__Action item__: Return the lines of the data below in which the string "tools" occurs.

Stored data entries
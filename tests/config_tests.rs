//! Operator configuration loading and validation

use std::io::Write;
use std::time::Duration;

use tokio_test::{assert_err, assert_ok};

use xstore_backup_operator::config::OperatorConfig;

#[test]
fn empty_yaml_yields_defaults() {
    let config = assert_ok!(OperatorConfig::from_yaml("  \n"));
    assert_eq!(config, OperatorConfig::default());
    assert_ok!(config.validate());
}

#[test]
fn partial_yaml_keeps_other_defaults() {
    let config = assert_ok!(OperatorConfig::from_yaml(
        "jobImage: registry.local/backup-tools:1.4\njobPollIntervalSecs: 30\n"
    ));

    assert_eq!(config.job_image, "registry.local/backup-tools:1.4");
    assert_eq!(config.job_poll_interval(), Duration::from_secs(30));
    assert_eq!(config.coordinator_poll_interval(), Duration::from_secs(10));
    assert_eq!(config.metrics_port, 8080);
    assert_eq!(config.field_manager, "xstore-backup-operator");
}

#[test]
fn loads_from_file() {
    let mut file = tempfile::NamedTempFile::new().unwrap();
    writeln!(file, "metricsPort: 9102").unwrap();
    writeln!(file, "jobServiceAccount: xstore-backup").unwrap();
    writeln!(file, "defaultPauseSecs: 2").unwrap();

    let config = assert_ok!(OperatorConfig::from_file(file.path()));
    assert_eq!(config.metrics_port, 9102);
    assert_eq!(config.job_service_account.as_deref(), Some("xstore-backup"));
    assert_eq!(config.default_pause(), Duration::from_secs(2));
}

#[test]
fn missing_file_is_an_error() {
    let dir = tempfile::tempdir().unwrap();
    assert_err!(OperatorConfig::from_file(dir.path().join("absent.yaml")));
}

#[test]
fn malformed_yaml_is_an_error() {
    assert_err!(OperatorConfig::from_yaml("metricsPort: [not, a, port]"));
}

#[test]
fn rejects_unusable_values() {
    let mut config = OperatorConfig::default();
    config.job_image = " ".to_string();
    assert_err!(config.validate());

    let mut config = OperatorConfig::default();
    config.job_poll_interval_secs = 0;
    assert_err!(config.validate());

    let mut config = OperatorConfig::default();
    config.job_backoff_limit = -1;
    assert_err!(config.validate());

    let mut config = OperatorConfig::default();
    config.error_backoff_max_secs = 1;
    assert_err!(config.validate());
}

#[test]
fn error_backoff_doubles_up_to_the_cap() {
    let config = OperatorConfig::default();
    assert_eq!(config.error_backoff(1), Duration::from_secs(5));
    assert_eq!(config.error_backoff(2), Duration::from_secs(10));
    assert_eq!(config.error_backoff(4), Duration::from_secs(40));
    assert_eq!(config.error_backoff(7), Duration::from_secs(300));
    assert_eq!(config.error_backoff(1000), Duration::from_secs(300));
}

__Solution below__:
        "jobImage: registry.local/backup-tools:1.4\njobPollIntervalSecs: 30\n"
    assert_eq!(config.job_image, "registry.local/backup-tools:1.4");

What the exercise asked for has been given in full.